Abstract

Obstructive sleep apnea (OSA) is a breathing-related chronic disease in which the soft palate and tongue collapse and block the upper airway for at least 10 s during sleep. It can lead to many heart diseases such as hypertension, myocardial infarction, and coronary heart syndrome if not detected early. Artificial intelligence has facilitated the diagnosis of many diseases in healthcare. Polysomnography is a widely used but unpleasant, time-consuming, technically demanding, and financially expensive procedure to detect OSA. Some previous methods have detected OSA using time-domain information from an electrocardiogram (ECG), whereas others have used frequency-domain information. The limitations of these two approaches can be handled using the data’s time–frequency representation. Nevertheless, there is room for enhancing the detection accuracy of OSA using the time–frequency representation approach. Therefore, we propose a novel technique that takes the ECG signal and detects R-peaks from the QRS complexes. Afterward, we interpolate those R-peaks by linear interpolation and get an interpolated-R signal. Then we magnify the interpolated-R signal corresponding to the apnea and normal frequency ranges.
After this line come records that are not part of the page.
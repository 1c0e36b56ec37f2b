use anyhow::bail;
use clap::Parser;
use core::time::Duration;

/// Runtime configuration for the `salute-server` binary.
///
/// All values are parsed from CLI arguments or environment variables, with
/// defaults suitable for local development and tests.
#[derive(Parser, Debug, Clone)]
#[command(
    name = "salute-server",
    version,
    about = "A gRPC greeter with unary and server-streaming greetings"
)]
pub struct CliArgs {
    /// Address to listen on.
    ///
    /// Example: "0.0.0.0:50051"
    ///
    /// Environment variable: `SERVER_ADDR`
    #[arg(long, env = "SERVER_ADDR", default_value_t = String::from("0.0.0.0:50051"))]
    pub server_addr: String,

    /// Delay between consecutive messages of a `SayHelloStream` response, in
    /// milliseconds. Zero sends the whole stream as fast as the client reads.
    ///
    /// Environment variable: `STREAM_INTERVAL_MS`
    #[arg(long, env = "STREAM_INTERVAL_MS", default_value_t = 0)]
    pub stream_interval_ms: u64,

    /// Capacity of the response buffer between the feeder task and the gRPC
    /// stream.
    ///
    /// Environment variable: `STREAM_BUFFER_SIZE`
    #[arg(long, env = "STREAM_BUFFER_SIZE", default_value_t = 8)]
    pub stream_buffer_size: usize,

    /// Longest name, in bytes, accepted in a `HelloRequest`.
    ///
    /// Environment variable: `MAX_NAME_LEN`
    #[arg(long, env = "MAX_NAME_LEN", default_value_t = 1024)]
    pub max_name_len: usize,

    /// Seconds to wait for in-flight streams to finish during shutdown.
    ///
    /// Environment variable: `SHUTDOWN_TIMEOUT`
    #[arg(long, env = "SHUTDOWN_TIMEOUT", default_value_t = 3)]
    pub shutdown_timeout: u64,

    /// Default log filter when `RUST_LOG` is not set.
    ///
    /// Environment variable: `LOG_LEVEL`
    #[arg(long, env = "LOG_LEVEL", default_value_t = String::from("info"))]
    pub log_level: String,
}

#[derive(Debug, Clone)]
pub struct ServerConfig {
    pub server_addr: String,
    pub stream_interval: Duration,
    pub stream_buffer_size: usize,
    pub max_name_len: usize,
    pub shutdown_timeout: Duration,
    pub log_level: String,
}

impl Default for ServerConfig {
    fn default() -> Self {
        Self {
            server_addr: String::from("0.0.0.0:50051"),
            stream_interval: Duration::ZERO,
            stream_buffer_size: 8,
            max_name_len: 1024,
            shutdown_timeout: Duration::from_secs(3),
            log_level: String::from("info"),
        }
    }
}

impl TryFrom<CliArgs> for ServerConfig {
    type Error = anyhow::Error;

    fn try_from(args: CliArgs) -> Result<Self, Self::Error> {
        if args.stream_buffer_size == 0 {
            bail!("STREAM_BUFFER_SIZE must be greater than 0");
        }

        if args.max_name_len == 0 {
            bail!("MAX_NAME_LEN must be greater than 0");
        }

        Ok(Self {
            server_addr: args.server_addr,
            stream_interval: Duration::from_millis(args.stream_interval_ms),
            stream_buffer_size: args.stream_buffer_size,
            max_name_len: args.max_name_len,
            shutdown_timeout: Duration::from_secs(args.shutdown_timeout),
            log_level: args.log_level,
        })
    }
}

#[cfg(test)]
mod tests {
    use super::*;

    fn parse(args: &[&str]) -> anyhow::Result<ServerConfig> {
        let args = CliArgs::try_parse_from(std::iter::once("salute-server").chain(args.iter().copied()))?;
        ServerConfig::try_from(args)
    }

    #[test]
    fn defaults_match_config_default() {
        let config = parse(&[]).unwrap();
        let default = ServerConfig::default();
        assert_eq!(config.server_addr, default.server_addr);
        assert_eq!(config.stream_interval, default.stream_interval);
        assert_eq!(config.stream_buffer_size, default.stream_buffer_size);
        assert_eq!(config.max_name_len, default.max_name_len);
        assert_eq!(config.shutdown_timeout, default.shutdown_timeout);
    }

    #[test]
    fn converts_millis_and_seconds() {
        let config = parse(&["--stream-interval-ms", "250", "--shutdown-timeout", "10"]).unwrap();
        assert_eq!(config.stream_interval, Duration::from_millis(250));
        assert_eq!(config.shutdown_timeout, Duration::from_secs(10));
    }

    #[test]
    fn rejects_zero_buffer_and_name_len() {
        assert!(parse(&["--stream-buffer-size", "0"]).is_err());
        assert!(parse(&["--max-name-len", "0"]).is_err());
    }
}
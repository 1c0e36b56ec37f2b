use clap::{Parser, Subcommand};
use core::time::Duration;
use futures::StreamExt;
use salute_client::{
    BatchRunner, Client, ClientConfig, ConnectionArgs, StreamConsumer, StreamOutcome,
    telemetry::init_tracing,
};

/// Command-line client for the greeter service.
#[derive(Parser, Debug)]
#[command(name = "salute", version, about = "Talk to a gRPC greeter")]
struct Cli {
    #[command(flatten)]
    connection: ConnectionArgs,

    /// Default log filter when `RUST_LOG` is not set.
    ///
    /// Environment variable: `SALUTE_LOG_LEVEL`
    #[arg(long, env = "SALUTE_LOG_LEVEL", default_value_t = String::from("warn"), global = true)]
    log_level: String,

    #[command(subcommand)]
    command: Command,
}

#[derive(Subcommand, Debug)]
enum Command {
    #[command(flatten)]
    Call(Call),
    /// Greet many names concurrently over one connection.
    Batch {
        #[arg(required = true)]
        names: Vec<String>,
        /// Collect greeting streams instead of single greetings.
        #[arg(long)]
        stream: bool,
    },
}

/// Commands that run over one client connection.
#[derive(Subcommand, Debug)]
enum Call {
    /// Send one greeting and print the reply.
    Hello { name: String },
    /// Print streamed greetings as they arrive.
    Stream { name: String },
    /// Collect a whole greeting stream, then print it.
    Collect { name: String },
    /// Consume a greeting stream through a callback, optionally stopping early.
    Watch {
        name: String,
        /// Stop after this many messages.
        #[arg(long)]
        stop_after: Option<usize>,
        /// Give up after this many seconds.
        #[arg(long, default_value_t = 10)]
        timeout_secs: u64,
    },
}

#[tokio::main]
async fn main() -> anyhow::Result<()> {
    // Load from .env
    let _ = dotenvy::dotenv();
    let cli = Cli::parse();
    init_tracing(&cli.log_level)?;
    let config = ClientConfig::try_from(cli.connection)?;

    match cli.command {
        Command::Batch { names, stream } => run_batch(&config, &names, stream).await,
        Command::Call(call) => {
            let mut client = Client::from_config(&config);
            client.connect().await?;
            let result = run_call(&client, call).await;
            client.close().await;
            result
        }
    }
}

async fn run_call(client: &Client, call: Call) -> anyhow::Result<()> {
    match call {
        Call::Hello { name } => {
            println!("{}", client.say_hello(&name).await?);
        }
        Call::Stream { name } => {
            let mut stream = client.say_hello_stream(&name)?;
            while let Some(message) = stream.next().await {
                println!("{}", message?);
            }
        }
        Call::Collect { name } => {
            let messages = client.collect_all_stream_messages(&name).await?;
            println!("{messages:?}");
        }
        Call::Watch {
            name,
            stop_after,
            timeout_secs,
        } => {
            let mut consumer = StreamConsumer::new(client)?;
            let handle = consumer.stop_handle();
            let mut seen = 0;

            let run = consumer.start_with_sync_callback(&name, |message| {
                println!("{message}");
                seen += 1;
                if stop_after.is_some_and(|limit| seen >= limit) {
                    handle.stop();
                }
            });

            match tokio::time::timeout(Duration::from_secs(timeout_secs), run).await {
                Ok(StreamOutcome::Failed { error, .. }) => return Err(error.into()),
                Ok(outcome) => eprintln!("{} messages ({outcome:?})", outcome.received()),
                Err(_) => eprintln!("gave up after {timeout_secs}s"),
            }
        }
    }
    Ok(())
}

async fn run_batch(config: &ClientConfig, names: &[String], stream: bool) -> anyhow::Result<()> {
    let runner = BatchRunner::from_config(config);

    if stream {
        for entry in runner.run_stream(names).await? {
            match entry.outcome {
                Ok(messages) => println!("{}: {messages:?}", entry.name),
                Err(e) => println!("{}: Error: {e}", entry.name),
            }
        }
    } else {
        for entry in runner.run_unary(names).await? {
            match entry.outcome {
                Ok(message) => println!("{}: {message}", entry.name),
                Err(e) => println!("{}: Error: {e}", entry.name),
            }
        }
    }

    Ok(())
}
/// Builds the gRPC client and server code for the `helloworld.proto`
/// definition using `tonic-prost-build`.
///
/// The Protocol Buffer definitions in the `proto` directory are compiled into
/// Rust modules in the crate's `OUT_DIR`. A file descriptor set is written
/// next to them so the server can expose gRPC reflection.
///
/// # Files and Paths
///
/// - Proto file: `proto/helloworld.proto`
/// - Includes: `proto/`
/// - Descriptor: `$OUT_DIR/helloworld_descriptor.bin`
///
/// # Panics
///
/// Panics if code generation fails, which aborts the build with protoc's
/// diagnostics.
///
/// # Output
///
/// Generated code is accessible via:
///
/// ```rust
/// pub mod proto {
///     tonic::include_proto!("helloworld");
/// }
/// ```
use std::env;
use std::path::PathBuf;
fn main() {
    let out_dir = PathBuf::from(env::var("OUT_DIR").unwrap());
    let descriptor_path = out_dir.join("helloworld_descriptor.bin");

    let mut config = tonic_prost_build::Config::new();
    config.file_descriptor_set_path(&descriptor_path);

    println!("cargo:rerun-if-changed=proto/helloworld.proto");

    tonic_prost_build::configure()
        .compile_with_config(config, &["proto/helloworld.proto"], &["proto"])
        .unwrap();
}
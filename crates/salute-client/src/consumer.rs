//! Callback-driven consumption of a streaming call, with cooperative stop.
//!
//! A [`StreamConsumer`] runs one `SayHelloStream` call to completion and
//! hands every message to a callback. A [`StopHandle`] (or
//! [`StreamConsumer::stop`]) asks a running consumer to stop. The request is
//! observed once per received message, before that message is processed: a
//! stop issued while the consumer is waiting on the server takes effect when
//! the next message arrives. Callers that need a hard deadline wrap the
//! consumer's future in `tokio::time::timeout`; dropping the future releases
//! the call and resets the consumer.
//!
//! A consumer is bound to its client's connection. Closing the client fails a
//! running stream at the next message and every later run with
//! [`Error::NotConnected`].
//!
//! Failures are logged and reported through [`StreamOutcome`], never raised.

use crate::client::{Caller, Client};
use crate::transport::{Connector, Transport};
use futures::StreamExt;
use portable_atomic::{AtomicBool, Ordering};
use salute_core::{Error, Result};
use std::sync::Arc;

/// How a consumer run ended.
#[derive(Debug)]
pub enum StreamOutcome {
    /// The server ended the stream; every message was processed.
    Completed { received: usize },
    /// A stop request was observed before the stream ended.
    Stopped { received: usize },
    /// The call failed after `received` messages had been processed.
    Failed { received: usize, error: Error },
}

impl StreamOutcome {
    /// Number of messages handed to the callback.
    pub const fn received(&self) -> usize {
        match self {
            Self::Completed { received }
            | Self::Stopped { received }
            | Self::Failed { received, .. } => *received,
        }
    }

    pub const fn is_completed(&self) -> bool {
        matches!(self, Self::Completed { .. })
    }

    pub const fn is_stopped(&self) -> bool {
        matches!(self, Self::Stopped { .. })
    }

    pub const fn error(&self) -> Option<&Error> {
        match self {
            Self::Failed { error, .. } => Some(error),
            _ => None,
        }
    }
}

/// Shared running flag of a [`StreamConsumer`].
///
/// Cheap to clone and `Send`, so a timer task or signal handler can stop a
/// consumer running elsewhere.
#[derive(Clone, Debug, Default)]
pub struct StopHandle {
    running: Arc<AtomicBool>,
}

impl StopHandle {
    /// Requests the consumer to stop at the next message boundary.
    pub fn stop(&self) {
        self.running.store(false, Ordering::Release);
    }

    pub fn is_running(&self) -> bool {
        self.running.load(Ordering::Acquire)
    }

    fn start(&self) {
        self.running.store(true, Ordering::Release);
    }
}

/// Clears the running flag however a run ends, including the run's future
/// being dropped mid-stream.
struct RunGuard<'a>(&'a StopHandle);

impl Drop for RunGuard<'_> {
    fn drop(&mut self) {
        self.0.stop();
    }
}

/// Drives streaming calls and dispatches each message to a callback.
///
/// A consumer is reusable: each `start*` call runs one stream. Runs take
/// `&mut self`, so one consumer never runs two streams at once.
pub struct StreamConsumer<T> {
    caller: Caller<T>,
    handle: StopHandle,
}

impl<T: Transport> StreamConsumer<T> {
    /// Binds a consumer to the client's open connection.
    ///
    /// # Errors
    ///
    /// Returns [`Error::NotConnected`] if `client` is not connected.
    pub fn new<C>(client: &Client<C>) -> Result<Self>
    where
        C: Connector<Transport = T>,
    {
        Ok(Self::from_caller(client.caller()?))
    }

    pub fn from_caller(caller: Caller<T>) -> Self {
        Self {
            caller,
            handle: StopHandle::default(),
        }
    }

    /// Returns a handle that can stop this consumer from another task.
    pub fn stop_handle(&self) -> StopHandle {
        self.handle.clone()
    }

    /// Requests the running stream to stop at the next message boundary.
    pub fn stop(&self) {
        self.handle.stop();
    }

    pub fn is_running(&self) -> bool {
        self.handle.is_running()
    }

    /// Runs a stream for `name`, discarding its messages.
    pub async fn start(&mut self, name: &str) -> StreamOutcome {
        self.start_with_callback(name, |_| async {}).await
    }

    /// Runs a stream for `name`, calling a synchronous `callback` per message.
    pub async fn start_with_sync_callback<F>(&mut self, name: &str, mut callback: F) -> StreamOutcome
    where
        F: FnMut(&str),
    {
        self.start_with_callback(name, move |message| {
            callback(&message);
            futures::future::ready(())
        })
        .await
    }

    /// Runs a stream for `name`, awaiting `callback` for every message.
    ///
    /// The running flag is set on entry and checked before each message is
    /// processed; a message that arrives after a stop request is dropped. The
    /// flag is cleared on every exit path.
    pub async fn start_with_callback<F, Fut>(&mut self, name: &str, mut callback: F) -> StreamOutcome
    where
        F: FnMut(String) -> Fut,
        Fut: Future<Output = ()>,
    {
        self.handle.start();
        let _guard = RunGuard(&self.handle);

        let mut stream = self.caller.say_hello_stream(name);
        let mut received = 0;

        loop {
            match stream.next().await {
                None => {
                    tracing::debug!(name, received, "Stream completed");
                    return StreamOutcome::Completed { received };
                }
                Some(Err(error)) => {
                    tracing::error!(name, received, "Error in stream: {error}");
                    return StreamOutcome::Failed { received, error };
                }
                Some(Ok(message)) => {
                    if !self.handle.is_running() {
                        tracing::info!(name, received, "Stream stopped");
                        return StreamOutcome::Stopped { received };
                    }
                    received += 1;
                    callback(message).await;
                }
            }
        }
    }
}
//! Diagnostic output for the `salute` binary and embedding applications.
//!
//! The library only emits `tracing` events (connects and closes at `info`,
//! call failures at `error`, isolated batch failures at `warn`); installing a
//! subscriber is left to the application. [`init_tracing`] installs the one
//! the CLI uses.
//!
//! ## Behavior
//!
//! - Filtering comes from `RUST_LOG` when set, otherwise from `default_level`.
//! - Each line carries an RFC 3339 local timestamp, the level, the emitting
//!   component (the event's target) and the message.

use tracing_subscriber::{EnvFilter, fmt};

/// Installs a global `fmt` subscriber.
///
/// # Errors
///
/// Fails if `default_level` is not a valid filter directive or a global
/// subscriber is already installed.
pub fn init_tracing(default_level: &str) -> anyhow::Result<()> {
    let filter = match EnvFilter::try_from_default_env() {
        Ok(filter) => filter,
        Err(_) => EnvFilter::try_new(default_level)?,
    };

    fmt()
        .with_env_filter(filter)
        .with_target(true)
        .with_timer(fmt::time::ChronoLocal::rfc_3339())
        .with_writer(std::io::stderr)
        .try_init()
        .map_err(|e| anyhow::anyhow!("failed to install subscriber: {e}"))?;

    Ok(())
}
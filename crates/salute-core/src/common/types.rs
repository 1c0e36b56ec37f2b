//! # Server Addresses
//!
//! A [`ServerAddr`] names the single server a client talks to. It is kept as a
//! `host` plus `port` pair rather than a URI because the transport is always
//! plaintext HTTP/2; [`ServerAddr::endpoint_uri`] renders the `http://` form
//! the channel builder expects.
//!
//! IPv6 literals are accepted in brackets (`[::1]:50051`) and stored without
//! them.

use crate::{Error, Result};
use core::fmt;
use core::str::FromStr;

/// Host used when none is configured.
pub const DEFAULT_HOST: &str = "localhost";

/// Port used when none is configured.
pub const DEFAULT_PORT: u16 = 50051;

/// Address of one greeter server.
#[derive(Clone, Debug, PartialEq, Eq, Hash)]
pub struct ServerAddr {
    host: String,
    port: u16,
}

impl ServerAddr {
    pub fn new(host: impl Into<String>, port: u16) -> Self {
        Self {
            host: host.into(),
            port,
        }
    }

    pub fn host(&self) -> &str {
        &self.host
    }

    pub const fn port(&self) -> u16 {
        self.port
    }

    /// Returns the plaintext URI used to build a transport endpoint.
    pub fn endpoint_uri(&self) -> String {
        format!("http://{self}")
    }
}

impl Default for ServerAddr {
    fn default() -> Self {
        Self::new(DEFAULT_HOST, DEFAULT_PORT)
    }
}

impl fmt::Display for ServerAddr {
    fn fmt(&self, f: &mut fmt::Formatter<'_>) -> fmt::Result {
        if self.host.contains(':') {
            write!(f, "[{}]:{}", self.host, self.port)
        } else {
            write!(f, "{}:{}", self.host, self.port)
        }
    }
}

impl FromStr for ServerAddr {
    type Err = Error;

    fn from_str(s: &str) -> Result<Self> {
        let invalid = |reason: &str| Error::InvalidAddress {
            address: s.to_string(),
            reason: reason.to_string(),
        };

        let (host, port) = if let Some(rest) = s.strip_prefix('[') {
            let (host, port) = rest
                .split_once("]:")
                .ok_or_else(|| invalid("expected `[host]:port`"))?;
            (host, port)
        } else {
            s.rsplit_once(':')
                .ok_or_else(|| invalid("expected `host:port`"))?
        };

        if host.is_empty() {
            return Err(invalid("host must not be empty"));
        }
        if !s.starts_with('[') && host.contains(':') {
            return Err(invalid("IPv6 hosts must be wrapped in brackets"));
        }

        let port = port
            .parse::<u16>()
            .map_err(|e| invalid(&format!("bad port: {e}")))?;
        if port == 0 {
            return Err(invalid("port must be greater than 0"));
        }

        Ok(Self::new(host, port))
    }
}
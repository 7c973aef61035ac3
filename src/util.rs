//! # Utility Module
//!
//! Glue between CLI options, configuration and the report layer.

use anyhow::Result;
use tracing::warn;

use crate::cli::{CliOptions, OutputFormat};
use crate::config::Config;
use crate::report::ReportFormat;

/// Convert CLI output format to internal enum
pub fn format_from_cli(format: OutputFormat) -> ReportFormat {
    match format {
        OutputFormat::Table => ReportFormat::Table,
        OutputFormat::Jsonl => ReportFormat::Jsonl,
        OutputFormat::Csv => ReportFormat::Csv,
    }
}

/// Apply CLI overrides on top of the loaded config and re-validate it.
pub fn apply_cli_overrides(cfg: &mut Config, opts: &CliOptions) -> Result<()> {
    match opts.timeout {
        Some(ms) if ms > 0 => cfg.timeout_ms = ms,
        Some(_) => warn!("ignoring non-positive --timeout; using {} ms", cfg.timeout_ms),
        None => {}
    }
    if let Some(workers) = opts.workers {
        cfg.workers = workers;
    }
    if let Some(keyword) = &opts.keyword {
        cfg.keyword = keyword.clone();
    }
    if let Some(max_results) = opts.max_results {
        cfg.max_results = max_results;
    }
    cfg.validate()
}
//! Ranked report built from the aggregator's output list.

pub mod csv;
pub mod jsonl;
pub mod table;

use std::io::Write;

use serde::Serialize;
use thiserror::Error;

use crate::pipeline::events::{ScanResult, ScanStatus};

#[derive(Debug, Clone, Serialize)]
pub struct ReportRow {
    pub chunk_id: u64,
    pub status: ScanStatus,
    pub elapsed_ms: Option<f64>,
    pub byte_count: u64,
}

#[derive(Debug, Clone)]
pub struct Report {
    /// Sorted by elapsed time, slowest match first; unmatched rows last
    pub rows: Vec<ReportRow>,
    /// `None` when nothing matched, since the ratio is undefined
    pub average_bytes_per_ms: Option<f64>,
}

impl Report {
    pub fn from_results(results: &[ScanResult]) -> Self {
        let mut sorted = results.to_vec();
        sorted.sort_by(|a, b| b.elapsed.cmp(&a.elapsed));

        let (total_bytes, total_ms) = sorted
            .iter()
            .filter(|r| r.status == ScanStatus::Matched)
            .fold((0u64, 0f64), |(bytes, ms), r| {
                (bytes + r.byte_count, ms + r.elapsed_ms().unwrap_or(0.0))
            });
        let average_bytes_per_ms = if total_ms > 0.0 {
            Some(total_bytes as f64 / total_ms)
        } else {
            None
        };

        let rows = sorted
            .into_iter()
            .map(|r| ReportRow {
                chunk_id: r.chunk_id,
                status: r.status,
                elapsed_ms: r.elapsed_ms(),
                byte_count: r.byte_count,
            })
            .collect();

        Self {
            rows,
            average_bytes_per_ms,
        }
    }
}

#[derive(Debug, Clone, Copy, PartialEq, Eq)]
pub enum ReportFormat {
    Table,
    Jsonl,
    Csv,
}

#[derive(Debug, Error)]
pub enum ReportError {
    #[error("io error: {0}")]
    Io(#[from] std::io::Error),
    #[error("csv error: {0}")]
    Csv(#[from] ::csv::Error),
    #[error("serde error: {0}")]
    Serde(#[from] serde_json::Error),
}

/// Writes a finished report to an output stream.
///
/// # Example
/// ```rust
/// use std::time::Duration;
/// use ficoscan::pipeline::events::ScanResult;
/// use ficoscan::report::{self, Report, ReportFormat};
///
/// let results = vec![
///     ScanResult::matched(0, Duration::from_millis(4), 128),
///     ScanResult::timed_out(1),
/// ];
/// let report = Report::from_results(&results);
/// let mut out = Vec::new();
/// report::build_renderer(ReportFormat::Table, false)
///     .render(&report, &mut out)
///     .unwrap();
/// assert!(String::from_utf8(out).unwrap().contains("TIMEOUT"));
/// ```
pub trait ReportRenderer {
    fn render(&self, report: &Report, out: &mut dyn Write) -> Result<(), ReportError>;
}

/// `color` only affects the table backend.
pub fn build_renderer(format: ReportFormat, color: bool) -> Box<dyn ReportRenderer> {
    match format {
        ReportFormat::Table => Box::new(table::TableRenderer { color }),
        ReportFormat::Jsonl => Box::new(jsonl::JsonlRenderer),
        ReportFormat::Csv => Box::new(csv::CsvRenderer),
    }
}
//! Shared constants for the scan pipeline.

/// Keyword searched for when none is configured.
pub const DEFAULT_KEYWORD: &str = "fico";

/// Number of chunks (and worker threads) per run.
pub const DEFAULT_WORKERS: usize = 10;

/// Total run deadline when neither config nor CLI set one.
pub const DEFAULT_TIMEOUT_MS: u64 = 60_000;

/// Maximum number of results retained by the aggregator.
pub const MAX_RESULTS: usize = 10;

/// Byte that delimits tokens and marks word boundaries when realigning.
pub const WORD_SEPARATOR: u8 = b' ';

/// Capacity of the shared results channel. Zero makes every send a
/// rendezvous with the aggregator.
pub const RESULT_CHANNEL_CAPACITY: usize = 0;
After magnification in the time domain, we transformed the magnified version into a scalogram. We also transformed the original one-minute ECG signal into a spectrogram after denoising. Overall, we used ECG signals to generate scalograms and spectrograms for 2 dimensional convolutional neural network (2D CNN) to classify obstructive sleep apnea. For apnea classification, we proposed a dual convolutional dual attention network (DCDA-Net) that includes a dual convolutionally modified inception module, a spatial attention module, and a channel attention module. Finally, we apply a support vector machine to the probability scores obtained from DCDA-Net based on the scalogram and spectrogram. Extensive experimental results using the open PhysioNet apnea ECG dataset confirm the effectiveness of our method in terms of accuracy and F1 score of 98% and 97.5%, respectively, which outperforms state-of-the-art methods.